* _Task details_
Below are some records. Reproduce them exactly from their first line through the line with "config for static", inclusive.

--- Input for this task ---

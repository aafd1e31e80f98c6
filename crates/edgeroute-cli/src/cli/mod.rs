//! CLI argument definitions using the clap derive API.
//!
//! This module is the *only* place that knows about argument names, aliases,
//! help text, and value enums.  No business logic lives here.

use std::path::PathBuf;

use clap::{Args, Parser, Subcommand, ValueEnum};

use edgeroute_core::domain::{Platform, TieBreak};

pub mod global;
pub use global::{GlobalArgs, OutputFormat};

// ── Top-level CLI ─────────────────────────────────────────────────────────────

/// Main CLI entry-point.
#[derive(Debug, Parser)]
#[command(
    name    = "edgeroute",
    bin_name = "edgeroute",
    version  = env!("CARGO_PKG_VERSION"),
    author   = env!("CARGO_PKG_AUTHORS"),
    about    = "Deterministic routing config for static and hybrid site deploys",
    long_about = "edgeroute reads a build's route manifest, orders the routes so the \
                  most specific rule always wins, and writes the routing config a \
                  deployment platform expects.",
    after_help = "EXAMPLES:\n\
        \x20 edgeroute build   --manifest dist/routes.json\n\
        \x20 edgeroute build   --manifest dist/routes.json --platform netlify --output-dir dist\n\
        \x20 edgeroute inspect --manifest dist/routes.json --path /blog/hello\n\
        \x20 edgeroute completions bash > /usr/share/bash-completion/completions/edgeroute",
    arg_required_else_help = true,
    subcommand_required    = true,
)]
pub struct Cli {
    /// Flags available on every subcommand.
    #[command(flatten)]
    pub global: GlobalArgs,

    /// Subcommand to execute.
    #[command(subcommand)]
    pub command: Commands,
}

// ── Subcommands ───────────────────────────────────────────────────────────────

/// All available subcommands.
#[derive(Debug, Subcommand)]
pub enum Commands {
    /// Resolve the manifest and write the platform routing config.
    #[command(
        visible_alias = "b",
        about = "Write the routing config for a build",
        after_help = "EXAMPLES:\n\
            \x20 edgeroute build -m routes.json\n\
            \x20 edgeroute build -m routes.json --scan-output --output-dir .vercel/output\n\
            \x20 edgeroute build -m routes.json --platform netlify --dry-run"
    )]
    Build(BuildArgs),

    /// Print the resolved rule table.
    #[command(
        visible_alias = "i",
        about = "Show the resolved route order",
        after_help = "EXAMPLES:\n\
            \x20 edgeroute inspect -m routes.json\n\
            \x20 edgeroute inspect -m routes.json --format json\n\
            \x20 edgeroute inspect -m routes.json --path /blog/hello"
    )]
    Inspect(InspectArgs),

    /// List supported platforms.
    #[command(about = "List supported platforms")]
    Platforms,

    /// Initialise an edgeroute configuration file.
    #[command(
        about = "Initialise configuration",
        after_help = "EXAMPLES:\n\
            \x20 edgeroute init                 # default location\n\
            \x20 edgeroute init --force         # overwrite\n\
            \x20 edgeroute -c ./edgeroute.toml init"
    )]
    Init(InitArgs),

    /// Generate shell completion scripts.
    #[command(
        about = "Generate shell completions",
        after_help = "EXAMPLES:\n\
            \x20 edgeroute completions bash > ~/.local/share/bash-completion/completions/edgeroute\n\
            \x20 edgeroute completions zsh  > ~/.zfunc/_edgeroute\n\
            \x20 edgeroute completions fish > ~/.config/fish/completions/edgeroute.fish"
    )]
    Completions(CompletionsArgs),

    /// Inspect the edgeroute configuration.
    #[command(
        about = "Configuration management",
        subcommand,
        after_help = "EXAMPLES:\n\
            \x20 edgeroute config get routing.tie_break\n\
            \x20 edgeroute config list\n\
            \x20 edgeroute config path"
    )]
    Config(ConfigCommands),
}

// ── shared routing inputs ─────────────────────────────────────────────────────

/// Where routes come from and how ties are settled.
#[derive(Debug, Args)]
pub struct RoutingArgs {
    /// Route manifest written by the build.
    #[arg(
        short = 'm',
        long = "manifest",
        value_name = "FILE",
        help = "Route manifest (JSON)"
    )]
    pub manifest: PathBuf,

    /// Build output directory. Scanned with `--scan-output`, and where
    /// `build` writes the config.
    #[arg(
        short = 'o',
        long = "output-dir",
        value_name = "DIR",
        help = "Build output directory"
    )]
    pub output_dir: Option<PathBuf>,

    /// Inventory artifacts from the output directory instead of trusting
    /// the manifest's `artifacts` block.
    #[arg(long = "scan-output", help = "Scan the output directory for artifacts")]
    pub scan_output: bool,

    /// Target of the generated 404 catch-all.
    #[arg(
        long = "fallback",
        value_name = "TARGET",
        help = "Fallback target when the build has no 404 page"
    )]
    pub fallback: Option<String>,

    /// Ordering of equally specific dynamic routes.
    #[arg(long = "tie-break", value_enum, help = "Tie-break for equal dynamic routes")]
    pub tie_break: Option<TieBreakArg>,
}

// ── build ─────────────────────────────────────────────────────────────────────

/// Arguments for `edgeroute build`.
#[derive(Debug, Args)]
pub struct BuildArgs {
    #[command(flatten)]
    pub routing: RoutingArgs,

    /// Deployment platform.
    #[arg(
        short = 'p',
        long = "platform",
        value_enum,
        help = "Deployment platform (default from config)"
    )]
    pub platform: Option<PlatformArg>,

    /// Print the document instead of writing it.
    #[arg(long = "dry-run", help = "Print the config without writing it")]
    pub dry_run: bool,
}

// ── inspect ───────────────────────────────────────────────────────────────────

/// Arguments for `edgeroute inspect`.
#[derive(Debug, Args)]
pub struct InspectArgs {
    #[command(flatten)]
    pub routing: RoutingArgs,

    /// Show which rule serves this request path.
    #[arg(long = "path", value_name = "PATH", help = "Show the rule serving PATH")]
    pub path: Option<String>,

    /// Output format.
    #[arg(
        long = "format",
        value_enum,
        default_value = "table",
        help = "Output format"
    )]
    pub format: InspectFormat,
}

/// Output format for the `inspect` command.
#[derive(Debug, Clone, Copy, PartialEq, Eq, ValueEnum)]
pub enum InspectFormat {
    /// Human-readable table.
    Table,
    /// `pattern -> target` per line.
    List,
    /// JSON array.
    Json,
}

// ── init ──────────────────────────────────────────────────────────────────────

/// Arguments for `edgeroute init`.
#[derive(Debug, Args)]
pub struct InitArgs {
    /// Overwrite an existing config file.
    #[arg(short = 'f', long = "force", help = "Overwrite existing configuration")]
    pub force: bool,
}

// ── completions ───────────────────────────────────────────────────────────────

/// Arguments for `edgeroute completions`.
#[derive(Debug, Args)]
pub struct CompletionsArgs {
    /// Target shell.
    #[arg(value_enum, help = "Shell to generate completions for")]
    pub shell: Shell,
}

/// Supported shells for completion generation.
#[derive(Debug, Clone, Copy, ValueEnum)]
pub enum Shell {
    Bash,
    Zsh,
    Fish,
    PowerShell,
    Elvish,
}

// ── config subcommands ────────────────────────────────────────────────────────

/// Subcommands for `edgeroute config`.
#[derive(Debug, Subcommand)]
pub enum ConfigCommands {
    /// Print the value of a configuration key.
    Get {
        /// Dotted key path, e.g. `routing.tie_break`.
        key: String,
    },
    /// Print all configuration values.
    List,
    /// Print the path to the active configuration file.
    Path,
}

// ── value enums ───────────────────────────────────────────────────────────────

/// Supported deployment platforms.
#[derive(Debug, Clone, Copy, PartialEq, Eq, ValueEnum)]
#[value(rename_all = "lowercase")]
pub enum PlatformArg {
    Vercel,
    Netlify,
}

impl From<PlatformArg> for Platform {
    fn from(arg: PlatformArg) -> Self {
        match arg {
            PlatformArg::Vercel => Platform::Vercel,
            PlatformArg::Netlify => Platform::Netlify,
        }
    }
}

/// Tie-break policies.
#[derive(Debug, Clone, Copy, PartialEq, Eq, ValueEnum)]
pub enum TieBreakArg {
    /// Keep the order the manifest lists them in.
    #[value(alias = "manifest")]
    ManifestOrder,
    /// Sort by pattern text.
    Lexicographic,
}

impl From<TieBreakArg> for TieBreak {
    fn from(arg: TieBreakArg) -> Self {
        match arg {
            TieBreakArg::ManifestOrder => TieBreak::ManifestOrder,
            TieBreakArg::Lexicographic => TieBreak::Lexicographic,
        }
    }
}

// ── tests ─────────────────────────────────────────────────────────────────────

---

* _Response for this exercise_
repository aafd1e31e80f98c6
filename crates/edgeroute-cli/src/cli/mod.rs
//! CLI argument definitions using the clap derive API.
//!
//! This module is the *only* place that knows about argument names, aliases,
//! help text, and value enums.  No business logic lives here.

use std::path::PathBuf;

use clap::{Args, Parser, Subcommand, ValueEnum};

use edgeroute_core::domain::{Platform, TieBreak};

pub mod global;
pub use global::{GlobalArgs, OutputFormat};

// ── Top-level CLI ─────────────────────────────────────────────────────────────

/// Main CLI entry-point.
#[derive(Debug, Parser)]
#[command(
    name    = "edgeroute",
    bin_name = "edgeroute",
    version  = env!("CARGO_PKG_VERSION"),
    author   = env!("CARGO_PKG_AUTHORS"),
    about    = "Deterministic routing config for static and hybrid site deploys",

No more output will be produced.